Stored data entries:
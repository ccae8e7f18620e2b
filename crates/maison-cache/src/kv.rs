//! Key-Value store wrapper with automatic serialization.

use crate::CacheError;
use serde::{de::DeserializeOwned, Serialize};
use std::collections::BTreeMap;
use std::sync::{Arc, RwLock};

/// Raw byte storage underneath a [`Cache`].
pub trait KvBackend: Send + Sync {
    fn get(&self, key: &str) -> Result<Option<Vec<u8>>, CacheError>;
    fn set(&self, key: &str, value: &[u8]) -> Result<(), CacheError>;
    fn delete(&self, key: &str) -> Result<(), CacheError>;
    fn exists(&self, key: &str) -> Result<bool, CacheError>;
    fn keys(&self) -> Result<Vec<String>, CacheError>;
}

/// Spin's Key-Value Store, opened by label on each call. Spin store
/// handles are not `Send`, so only the label is kept.
#[cfg(all(target_arch = "wasm32", feature = "spin"))]
#[derive(Debug, Clone)]
pub struct SpinBackend {
    name: String,
}

#[cfg(all(target_arch = "wasm32", feature = "spin"))]
impl SpinBackend {
    pub fn open_default() -> Result<Self, CacheError> {
        Self::open("default")
    }

    /// Open the store labelled `name`, failing early if Spin does not
    /// grant the component access to it.
    pub fn open(name: &str) -> Result<Self, CacheError> {
        let backend = Self {
            name: name.to_string(),
        };
        backend.store()?;
        Ok(backend)
    }

    fn store(&self) -> Result<spin_sdk::key_value::Store, CacheError> {
        spin_sdk::key_value::Store::open(&self.name).map_err(|e| CacheError::Open {
            name: self.name.clone(),
            reason: e.to_string(),
        })
    }
}

#[cfg(all(target_arch = "wasm32", feature = "spin"))]
impl KvBackend for SpinBackend {
    fn get(&self, key: &str) -> Result<Option<Vec<u8>>, CacheError> {
        self.store()?
            .get(key)
            .map_err(|e| CacheError::Backend(e.to_string()))
    }

    fn set(&self, key: &str, value: &[u8]) -> Result<(), CacheError> {
        self.store()?
            .set(key, value)
            .map_err(|e| CacheError::Backend(e.to_string()))
    }

    fn delete(&self, key: &str) -> Result<(), CacheError> {
        self.store()?
            .delete(key)
            .map_err(|e| CacheError::Backend(e.to_string()))
    }

    fn exists(&self, key: &str) -> Result<bool, CacheError> {
        self.store()?
            .exists(key)
            .map_err(|e| CacheError::Backend(e.to_string()))
    }

    fn keys(&self) -> Result<Vec<String>, CacheError> {
        self.store()?
            .get_keys()
            .map_err(|e| CacheError::Backend(e.to_string()))
    }
}

/// The browser's `localStorage`. Values are JSON, so they are kept as
/// UTF-8 strings.
#[cfg(all(target_arch = "wasm32", feature = "browser"))]
#[derive(Debug, Clone, Copy, Default)]
pub struct BrowserBackend;

#[cfg(all(target_arch = "wasm32", feature = "browser"))]
fn js_error(e: impl std::fmt::Debug) -> CacheError {
    CacheError::Backend(format!("localStorage: {e:?}"))
}

#[cfg(all(target_arch = "wasm32", feature = "browser"))]
impl KvBackend for BrowserBackend {
    fn get(&self, key: &str) -> Result<Option<Vec<u8>>, CacheError> {
        use gloo::storage::{LocalStorage, Storage};
        Ok(LocalStorage::raw()
            .get_item(key)
            .map_err(js_error)?
            .map(String::into_bytes))
    }

    fn set(&self, key: &str, value: &[u8]) -> Result<(), CacheError> {
        use gloo::storage::{LocalStorage, Storage};
        let value = std::str::from_utf8(value)
            .map_err(|e| CacheError::Backend(format!("localStorage holds text only: {e}")))?;
        LocalStorage::raw().set_item(key, value).map_err(js_error)
    }

    fn delete(&self, key: &str) -> Result<(), CacheError> {
        use gloo::storage::{LocalStorage, Storage};
        LocalStorage::raw().remove_item(key).map_err(js_error)
    }

    fn exists(&self, key: &str) -> Result<bool, CacheError> {
        Ok(self.get(key)?.is_some())
    }

    fn keys(&self) -> Result<Vec<String>, CacheError> {
        use gloo::storage::{LocalStorage, Storage};
        let storage = LocalStorage::raw();
        let len = storage.length().map_err(js_error)?;
        let mut keys = Vec::with_capacity(len as usize);
        for i in 0..len {
            if let Some(key) = storage.key(i).map_err(js_error)? {
                keys.push(key);
            }
        }
        Ok(keys)
    }
}

/// Process-local store. Clones share the same map.
#[derive(Debug, Clone, Default)]
pub struct MemoryBackend {
    entries: Arc<RwLock<BTreeMap<String, Vec<u8>>>>,
}

impl MemoryBackend {
    pub fn new() -> Self {
        Self::default()
    }

    fn poisoned() -> CacheError {
        CacheError::Backend("memory store lock poisoned".to_string())
    }
}

impl KvBackend for MemoryBackend {
    fn get(&self, key: &str) -> Result<Option<Vec<u8>>, CacheError> {
        let entries = self.entries.read().map_err(|_| Self::poisoned())?;
        Ok(entries.get(key).cloned())
    }

    fn set(&self, key: &str, value: &[u8]) -> Result<(), CacheError> {
        let mut entries = self.entries.write().map_err(|_| Self::poisoned())?;
        entries.insert(key.to_string(), value.to_vec());
        Ok(())
    }

    fn delete(&self, key: &str) -> Result<(), CacheError> {
        let mut entries = self.entries.write().map_err(|_| Self::poisoned())?;
        entries.remove(key);
        Ok(())
    }

    fn exists(&self, key: &str) -> Result<bool, CacheError> {
        let entries = self.entries.read().map_err(|_| Self::poisoned())?;
        Ok(entries.contains_key(key))
    }

    fn keys(&self) -> Result<Vec<String>, CacheError> {
        let entries = self.entries.read().map_err(|_| Self::poisoned())?;
        Ok(entries.keys().cloned().collect())
    }
}

/// Type-safe cache over a [`KvBackend`].
///
/// Provides automatic JSON serialization for any type that implements
/// `Serialize` and `DeserializeOwned`. Cheap to clone.
#[derive(Clone)]
pub struct Cache {
    backend: Arc<dyn KvBackend>,
}

impl std::fmt::Debug for Cache {
    fn fmt(&self, f: &mut std::fmt::Formatter<'_>) -> std::fmt::Result {
        f.debug_struct("Cache").finish_non_exhaustive()
    }
}

impl Cache {
    /// Wrap an explicit backend.
    pub fn with_backend(backend: Arc<dyn KvBackend>) -> Self {
        Self { backend }
    }

    /// A cache backed by a fresh in-memory map.
    pub fn in_memory() -> Self {
        Self::with_backend(Arc::new(MemoryBackend::new()))
    }

    /// Open the default Key-Value store.
    ///
    /// ```rust,ignore
    /// let cache = Cache::open_default()?;
    /// ```
    #[cfg(all(target_arch = "wasm32", feature = "spin"))]
    pub fn open_default() -> Result<Self, CacheError> {
        Ok(Self::with_backend(Arc::new(SpinBackend::open_default()?)))
    }

    /// Open a named Key-Value store.
    #[cfg(all(target_arch = "wasm32", feature = "spin"))]
    pub fn open(name: &str) -> Result<Self, CacheError> {
        Ok(Self::with_backend(Arc::new(SpinBackend::open(name)?)))
    }

    /// Open the default store. Native builds get an in-memory store.
    #[cfg(not(all(target_arch = "wasm32", feature = "spin")))]
    pub fn open_default() -> Result<Self, CacheError> {
        Ok(Self::in_memory())
    }

    /// Open a named store. Native builds get an in-memory store.
    #[cfg(not(all(target_arch = "wasm32", feature = "spin")))]
    pub fn open(_name: &str) -> Result<Self, CacheError> {
        Ok(Self::in_memory())
    }

    /// The shopper's own persistent store: `localStorage` in the
    /// browser, an in-memory map anywhere else.
    #[cfg(all(target_arch = "wasm32", feature = "browser"))]
    pub fn browser() -> Self {
        Self::with_backend(Arc::new(BrowserBackend))
    }

    /// The shopper's own persistent store. Without `localStorage` this
    /// is an in-memory map.
    #[cfg(not(all(target_arch = "wasm32", feature = "browser")))]
    pub fn browser() -> Self {
        Self::in_memory()
    }

    /// Get a value from the cache.
    ///
    /// Returns `None` if the key doesn't exist.
    ///
    /// ```rust,ignore
    /// let cart: Option<CartSnapshot> = cache.get("maison:sess_abc:cart")?;
    /// ```
    pub fn get<T: DeserializeOwned>(&self, key: &str) -> Result<Option<T>, CacheError> {
        match self.backend.get(key)? {
            Some(bytes) => Ok(Some(serde_json::from_slice(&bytes)?)),
            None => Ok(None),
        }
    }

    /// Set a value in the cache.
    pub fn set<T: Serialize>(&self, key: &str, value: &T) -> Result<(), CacheError> {
        let bytes = serde_json::to_vec(value)?;
        tracing::trace!(key, bytes = bytes.len(), "cache set");
        self.backend.set(key, &bytes)
    }

    /// Delete a value from the cache.
    pub fn delete(&self, key: &str) -> Result<(), CacheError> {
        tracing::trace!(key, "cache delete");
        self.backend.delete(key)
    }

    /// Check if a key exists in the cache.
    pub fn exists(&self, key: &str) -> Result<bool, CacheError> {
        self.backend.exists(key)
    }

    /// Get all keys in the cache.
    pub fn keys(&self) -> Result<Vec<String>, CacheError> {
        self.backend.keys()
    }

    /// Delete every key starting with `prefix`. Returns how many were removed.
    pub fn delete_prefix(&self, prefix: &str) -> Result<usize, CacheError> {
        let keys: Vec<String> = self
            .keys()?
            .into_iter()
            .filter(|k| k.starts_with(prefix))
            .collect();
        for key in &keys {
            self.delete(key)?;
        }
        Ok(keys.len())
    }
}

/// Helper to build cache keys with namespacing.
///
/// ```rust,ignore
/// let key = cache_key!("maison", session_id, "cart");
/// // "maison:sess_abc:cart"
/// ```
#[macro_export]
macro_rules! cache_key {
    ($prefix:expr, $($part:expr),+) => {{
        let mut key = String::from($prefix);
        $(
            key.push(':');
            key.push_str(&$part.to_string());
        )+
        key
    }};
}

#[cfg(test)]
mod tests {
    use super::*;
    use serde::Deserialize;

    #[derive(Debug, Serialize, Deserialize, PartialEq)]
    struct Snapshot {
        items: Vec<String>,
    }

    #[test]
    fn test_set_get_roundtrip() {
        let cache = Cache::in_memory();
        let snapshot = Snapshot {
            items: vec!["linen-shirt".to_string()],
        };
        cache.set("cart", &snapshot).unwrap();
        assert_eq!(cache.get::<Snapshot>("cart").unwrap(), Some(snapshot));
        assert!(cache.exists("cart").unwrap());
    }

    #[test]
    fn test_get_missing() {
        let cache = Cache::in_memory();
        assert_eq!(cache.get::<Snapshot>("nope").unwrap(), None);
    }

    #[test]
    fn test_get_wrong_shape_is_error() {
        let cache = Cache::in_memory();
        cache.set("cart", &42).unwrap();
        assert!(matches!(
            cache.get::<Snapshot>("cart"),
            Err(CacheError::Codec(_))
        ));
    }

    #[test]
    fn test_clones_share_storage() {
        let cache = Cache::in_memory();
        let other = cache.clone();
        cache.set("k", &"v").unwrap();
        assert_eq!(other.get::<String>("k").unwrap().as_deref(), Some("v"));
    }

    #[test]
    fn test_delete_prefix() {
        let cache = Cache::in_memory();
        cache.set("maison:a:cart", &1).unwrap();
        cache.set("maison:a:wishlist", &2).unwrap();
        cache.set("maison:b:cart", &3).unwrap();

        assert_eq!(cache.delete_prefix("maison:a:").unwrap(), 2);
        assert_eq!(cache.keys().unwrap(), vec!["maison:b:cart".to_string()]);
    }

    #[test]
    fn test_cache_key_macro() {
        let key = crate::cache_key!("maison", "sess_1", "cart");
        assert_eq!(key, "maison:sess_1:cart");
    }
}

- **Task details**: The output must consist solely of the lines from the first line of the records through the line containing "backend.store()?;", reproduced exactly.

- **Your response**:
repository ccae8e7f18620e2b
filename crates/maison-cache/src/kv.rs
//! Key-Value store wrapper with automatic serialization.

use crate::CacheError;
use serde::{de::DeserializeOwned, Serialize};
use std::collections::BTreeMap;
use std::sync::{Arc, RwLock};

/// Raw byte storage underneath a [`Cache`].
pub trait KvBackend: Send + Sync {
    fn get(&self, key: &str) -> Result<Option<Vec<u8>>, CacheError>;
    fn set(&self, key: &str, value: &[u8]) -> Result<(), CacheError>;
    fn delete(&self, key: &str) -> Result<(), CacheError>;
    fn exists(&self, key: &str) -> Result<bool, CacheError>;
    fn keys(&self) -> Result<Vec<String>, CacheError>;
}

/// Spin's Key-Value Store, opened by label on each call. Spin store
/// handles are not `Send`, so only the label is kept.
#[cfg(all(target_arch = "wasm32", feature = "spin"))]
#[derive(Debug, Clone)]
pub struct SpinBackend {
    name: String,
}

#[cfg(all(target_arch = "wasm32", feature = "spin"))]
impl SpinBackend {
    pub fn open_default() -> Result<Self, CacheError> {
        Self::open("default")
    }

    /// Open the store labelled `name`, failing early if Spin does not
    /// grant the component access to it.
    pub fn open(name: &str) -> Result<Self, CacheError> {
        let backend = Self {
            name: name.to_string(),
        };
        backend.store()?;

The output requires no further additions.